Return exactly those lines of the material below that fall between the line holding "self.first_day()?" and the line holding "let first = self.first_day();", inclusive.

----

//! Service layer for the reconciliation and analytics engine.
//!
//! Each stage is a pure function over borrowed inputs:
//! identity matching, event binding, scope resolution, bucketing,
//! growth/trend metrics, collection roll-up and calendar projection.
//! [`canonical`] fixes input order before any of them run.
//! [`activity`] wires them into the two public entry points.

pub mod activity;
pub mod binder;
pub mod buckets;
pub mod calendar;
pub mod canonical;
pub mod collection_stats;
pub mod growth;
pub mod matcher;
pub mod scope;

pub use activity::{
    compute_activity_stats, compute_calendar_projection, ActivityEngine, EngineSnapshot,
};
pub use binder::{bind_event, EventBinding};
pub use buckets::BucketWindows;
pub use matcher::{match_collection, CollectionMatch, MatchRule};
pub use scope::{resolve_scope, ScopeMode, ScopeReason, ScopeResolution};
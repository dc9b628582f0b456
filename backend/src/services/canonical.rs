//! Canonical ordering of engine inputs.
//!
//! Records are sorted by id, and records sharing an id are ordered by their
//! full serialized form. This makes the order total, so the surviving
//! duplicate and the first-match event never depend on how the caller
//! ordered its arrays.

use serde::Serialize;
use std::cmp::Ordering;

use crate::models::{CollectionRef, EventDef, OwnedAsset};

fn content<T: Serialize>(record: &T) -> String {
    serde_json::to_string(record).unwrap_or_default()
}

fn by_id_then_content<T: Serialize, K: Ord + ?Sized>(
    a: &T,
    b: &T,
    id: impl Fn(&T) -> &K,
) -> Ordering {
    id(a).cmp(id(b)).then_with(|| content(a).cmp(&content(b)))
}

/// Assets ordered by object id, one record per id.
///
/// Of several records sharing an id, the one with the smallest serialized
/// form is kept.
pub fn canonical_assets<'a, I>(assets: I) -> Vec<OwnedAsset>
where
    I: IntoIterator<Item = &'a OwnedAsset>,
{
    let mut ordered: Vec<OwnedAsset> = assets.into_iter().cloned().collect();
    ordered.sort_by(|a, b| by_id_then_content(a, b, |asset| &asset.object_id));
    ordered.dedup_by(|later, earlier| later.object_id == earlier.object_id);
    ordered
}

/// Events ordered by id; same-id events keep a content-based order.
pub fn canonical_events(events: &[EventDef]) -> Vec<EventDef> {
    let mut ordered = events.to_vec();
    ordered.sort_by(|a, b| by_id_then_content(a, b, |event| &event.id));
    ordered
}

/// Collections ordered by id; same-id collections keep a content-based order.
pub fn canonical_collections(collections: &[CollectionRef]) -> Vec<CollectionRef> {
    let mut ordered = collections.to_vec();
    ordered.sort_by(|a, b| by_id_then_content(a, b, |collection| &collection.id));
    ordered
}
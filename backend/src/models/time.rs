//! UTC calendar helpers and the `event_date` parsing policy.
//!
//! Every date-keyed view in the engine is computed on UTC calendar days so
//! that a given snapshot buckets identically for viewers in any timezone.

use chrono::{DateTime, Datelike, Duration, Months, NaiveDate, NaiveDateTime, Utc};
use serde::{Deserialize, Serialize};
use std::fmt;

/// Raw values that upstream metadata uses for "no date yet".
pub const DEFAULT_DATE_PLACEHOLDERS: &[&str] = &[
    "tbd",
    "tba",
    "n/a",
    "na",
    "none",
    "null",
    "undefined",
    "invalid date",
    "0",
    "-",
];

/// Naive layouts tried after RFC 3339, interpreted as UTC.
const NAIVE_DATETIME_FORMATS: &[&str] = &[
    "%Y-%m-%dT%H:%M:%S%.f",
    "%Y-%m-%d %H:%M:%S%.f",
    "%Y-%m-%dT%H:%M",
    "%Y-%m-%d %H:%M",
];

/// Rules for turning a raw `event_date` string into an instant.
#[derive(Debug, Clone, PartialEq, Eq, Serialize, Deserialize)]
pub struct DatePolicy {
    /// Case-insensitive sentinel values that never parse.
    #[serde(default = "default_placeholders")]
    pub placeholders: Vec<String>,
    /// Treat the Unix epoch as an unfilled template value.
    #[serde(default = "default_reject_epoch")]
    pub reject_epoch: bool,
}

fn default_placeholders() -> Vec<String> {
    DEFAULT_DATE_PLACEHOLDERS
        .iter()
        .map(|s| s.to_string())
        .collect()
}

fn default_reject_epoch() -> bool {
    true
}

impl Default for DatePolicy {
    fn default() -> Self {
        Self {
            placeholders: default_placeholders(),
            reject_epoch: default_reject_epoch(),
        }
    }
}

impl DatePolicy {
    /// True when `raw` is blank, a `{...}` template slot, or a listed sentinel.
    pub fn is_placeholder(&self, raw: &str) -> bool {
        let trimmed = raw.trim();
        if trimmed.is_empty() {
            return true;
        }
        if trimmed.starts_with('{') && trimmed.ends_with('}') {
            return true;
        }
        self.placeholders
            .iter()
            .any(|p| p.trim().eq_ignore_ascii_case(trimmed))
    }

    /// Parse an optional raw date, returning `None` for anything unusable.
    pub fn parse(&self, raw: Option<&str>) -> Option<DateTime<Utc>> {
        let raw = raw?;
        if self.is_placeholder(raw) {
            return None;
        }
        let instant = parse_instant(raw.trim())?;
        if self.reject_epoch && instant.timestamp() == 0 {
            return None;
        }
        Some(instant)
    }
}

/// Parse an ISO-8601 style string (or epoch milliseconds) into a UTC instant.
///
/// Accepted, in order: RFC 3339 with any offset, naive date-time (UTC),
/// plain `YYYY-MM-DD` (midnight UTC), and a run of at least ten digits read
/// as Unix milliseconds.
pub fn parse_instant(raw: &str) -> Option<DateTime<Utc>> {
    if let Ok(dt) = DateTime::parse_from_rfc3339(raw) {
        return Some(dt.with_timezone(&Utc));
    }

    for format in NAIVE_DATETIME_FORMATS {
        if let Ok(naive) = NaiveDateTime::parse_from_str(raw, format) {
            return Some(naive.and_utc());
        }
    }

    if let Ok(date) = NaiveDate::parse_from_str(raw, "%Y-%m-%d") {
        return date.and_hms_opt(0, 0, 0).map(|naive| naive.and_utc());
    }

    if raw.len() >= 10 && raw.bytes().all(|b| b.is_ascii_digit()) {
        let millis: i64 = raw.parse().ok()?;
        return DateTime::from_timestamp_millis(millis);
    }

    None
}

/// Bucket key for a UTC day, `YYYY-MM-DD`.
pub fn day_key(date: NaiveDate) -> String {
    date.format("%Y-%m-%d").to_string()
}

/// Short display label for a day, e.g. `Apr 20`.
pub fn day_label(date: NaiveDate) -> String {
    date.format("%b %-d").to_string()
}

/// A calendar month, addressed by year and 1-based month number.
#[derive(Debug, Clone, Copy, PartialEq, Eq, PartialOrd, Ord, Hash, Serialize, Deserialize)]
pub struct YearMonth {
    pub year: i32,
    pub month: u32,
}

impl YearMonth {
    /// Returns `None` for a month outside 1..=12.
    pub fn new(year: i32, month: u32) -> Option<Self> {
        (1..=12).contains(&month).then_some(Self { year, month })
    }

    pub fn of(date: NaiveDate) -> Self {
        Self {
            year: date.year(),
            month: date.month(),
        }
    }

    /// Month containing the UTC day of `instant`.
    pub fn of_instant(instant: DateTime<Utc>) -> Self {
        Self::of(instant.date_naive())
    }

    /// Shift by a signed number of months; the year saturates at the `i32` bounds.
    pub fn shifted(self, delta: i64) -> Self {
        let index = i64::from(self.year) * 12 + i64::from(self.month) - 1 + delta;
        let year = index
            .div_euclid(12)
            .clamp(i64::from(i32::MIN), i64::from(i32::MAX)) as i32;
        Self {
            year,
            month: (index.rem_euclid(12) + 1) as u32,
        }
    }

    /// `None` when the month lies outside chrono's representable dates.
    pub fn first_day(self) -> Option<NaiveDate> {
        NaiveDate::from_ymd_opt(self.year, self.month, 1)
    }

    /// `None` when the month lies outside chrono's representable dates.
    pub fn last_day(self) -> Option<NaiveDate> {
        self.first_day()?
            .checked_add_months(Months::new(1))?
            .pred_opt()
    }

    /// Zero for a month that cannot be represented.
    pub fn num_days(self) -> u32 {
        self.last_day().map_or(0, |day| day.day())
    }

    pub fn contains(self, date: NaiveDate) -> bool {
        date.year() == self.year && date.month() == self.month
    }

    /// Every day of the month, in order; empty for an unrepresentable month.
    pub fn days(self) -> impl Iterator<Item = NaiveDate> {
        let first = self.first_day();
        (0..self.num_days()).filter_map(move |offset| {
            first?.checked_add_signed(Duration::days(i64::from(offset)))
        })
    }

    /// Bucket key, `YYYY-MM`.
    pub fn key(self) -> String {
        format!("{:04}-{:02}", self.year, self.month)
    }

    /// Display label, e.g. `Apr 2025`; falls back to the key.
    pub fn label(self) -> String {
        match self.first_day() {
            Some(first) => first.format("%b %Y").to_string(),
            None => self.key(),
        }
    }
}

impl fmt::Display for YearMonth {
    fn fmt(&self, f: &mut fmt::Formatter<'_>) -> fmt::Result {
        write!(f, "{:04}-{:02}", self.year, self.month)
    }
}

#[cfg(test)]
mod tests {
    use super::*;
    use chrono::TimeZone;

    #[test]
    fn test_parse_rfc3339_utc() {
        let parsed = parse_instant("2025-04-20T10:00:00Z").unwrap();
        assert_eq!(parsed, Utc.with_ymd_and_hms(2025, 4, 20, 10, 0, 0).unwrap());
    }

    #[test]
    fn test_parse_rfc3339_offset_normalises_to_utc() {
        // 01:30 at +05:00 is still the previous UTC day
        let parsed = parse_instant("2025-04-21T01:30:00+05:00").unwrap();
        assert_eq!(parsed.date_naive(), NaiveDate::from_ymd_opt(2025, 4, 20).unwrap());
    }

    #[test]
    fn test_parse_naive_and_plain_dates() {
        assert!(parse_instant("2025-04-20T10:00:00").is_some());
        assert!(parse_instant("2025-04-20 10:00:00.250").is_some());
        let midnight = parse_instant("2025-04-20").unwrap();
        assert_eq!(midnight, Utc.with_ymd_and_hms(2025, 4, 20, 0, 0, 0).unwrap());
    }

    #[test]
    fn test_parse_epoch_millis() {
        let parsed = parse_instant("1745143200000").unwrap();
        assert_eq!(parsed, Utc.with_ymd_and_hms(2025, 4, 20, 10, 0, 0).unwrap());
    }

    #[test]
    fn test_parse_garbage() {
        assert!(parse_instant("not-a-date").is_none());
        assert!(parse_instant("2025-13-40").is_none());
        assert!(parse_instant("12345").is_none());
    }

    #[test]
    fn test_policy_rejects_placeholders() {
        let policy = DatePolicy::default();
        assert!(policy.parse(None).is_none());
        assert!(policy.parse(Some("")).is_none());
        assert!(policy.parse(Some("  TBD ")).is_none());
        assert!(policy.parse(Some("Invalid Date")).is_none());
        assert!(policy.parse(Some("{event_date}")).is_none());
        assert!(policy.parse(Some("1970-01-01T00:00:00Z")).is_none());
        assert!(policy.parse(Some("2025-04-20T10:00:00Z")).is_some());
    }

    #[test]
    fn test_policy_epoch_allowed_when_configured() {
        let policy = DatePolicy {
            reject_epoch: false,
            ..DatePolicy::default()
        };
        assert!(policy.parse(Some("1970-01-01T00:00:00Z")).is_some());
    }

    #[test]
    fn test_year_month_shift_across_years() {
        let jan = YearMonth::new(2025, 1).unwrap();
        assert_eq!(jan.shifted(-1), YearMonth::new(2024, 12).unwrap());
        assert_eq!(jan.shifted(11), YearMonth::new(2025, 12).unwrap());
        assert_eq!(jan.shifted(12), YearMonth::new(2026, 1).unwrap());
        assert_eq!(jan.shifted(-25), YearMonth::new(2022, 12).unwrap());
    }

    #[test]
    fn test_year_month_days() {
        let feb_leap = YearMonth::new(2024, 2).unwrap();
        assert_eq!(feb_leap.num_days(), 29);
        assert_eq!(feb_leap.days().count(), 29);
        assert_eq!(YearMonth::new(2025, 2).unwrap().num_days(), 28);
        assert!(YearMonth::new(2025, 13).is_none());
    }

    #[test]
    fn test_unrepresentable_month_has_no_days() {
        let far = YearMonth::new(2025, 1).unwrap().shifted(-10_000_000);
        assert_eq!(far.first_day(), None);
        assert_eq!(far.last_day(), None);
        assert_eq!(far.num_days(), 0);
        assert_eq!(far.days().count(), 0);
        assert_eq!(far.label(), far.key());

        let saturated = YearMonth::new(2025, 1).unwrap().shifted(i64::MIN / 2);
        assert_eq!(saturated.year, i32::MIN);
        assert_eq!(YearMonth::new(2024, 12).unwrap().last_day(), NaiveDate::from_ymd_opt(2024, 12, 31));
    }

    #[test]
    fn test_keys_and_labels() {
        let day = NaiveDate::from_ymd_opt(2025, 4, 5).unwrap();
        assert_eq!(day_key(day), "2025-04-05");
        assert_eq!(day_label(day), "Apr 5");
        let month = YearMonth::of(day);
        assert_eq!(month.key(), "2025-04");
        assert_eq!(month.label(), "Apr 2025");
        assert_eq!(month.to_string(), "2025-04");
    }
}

----

YOUR SOLUTION
        self.first_day()?
            .checked_add_months(Months::new(1))?
            .pred_opt()
    }

    /// Zero for a month that cannot be represented.
    pub fn num_days(self) -> u32 {
        self.last_day().map_or(0, |day| day.day())
    }

    pub fn contains(self, date: NaiveDate) -> bool {
        date.year() == self.year && date.month() == self.month
    }

    /// Every day of the month, in order; empty for an unrepresentable month.
    pub fn days(self) -> impl Iterator<Item = NaiveDate> {
        let first = self.first_day();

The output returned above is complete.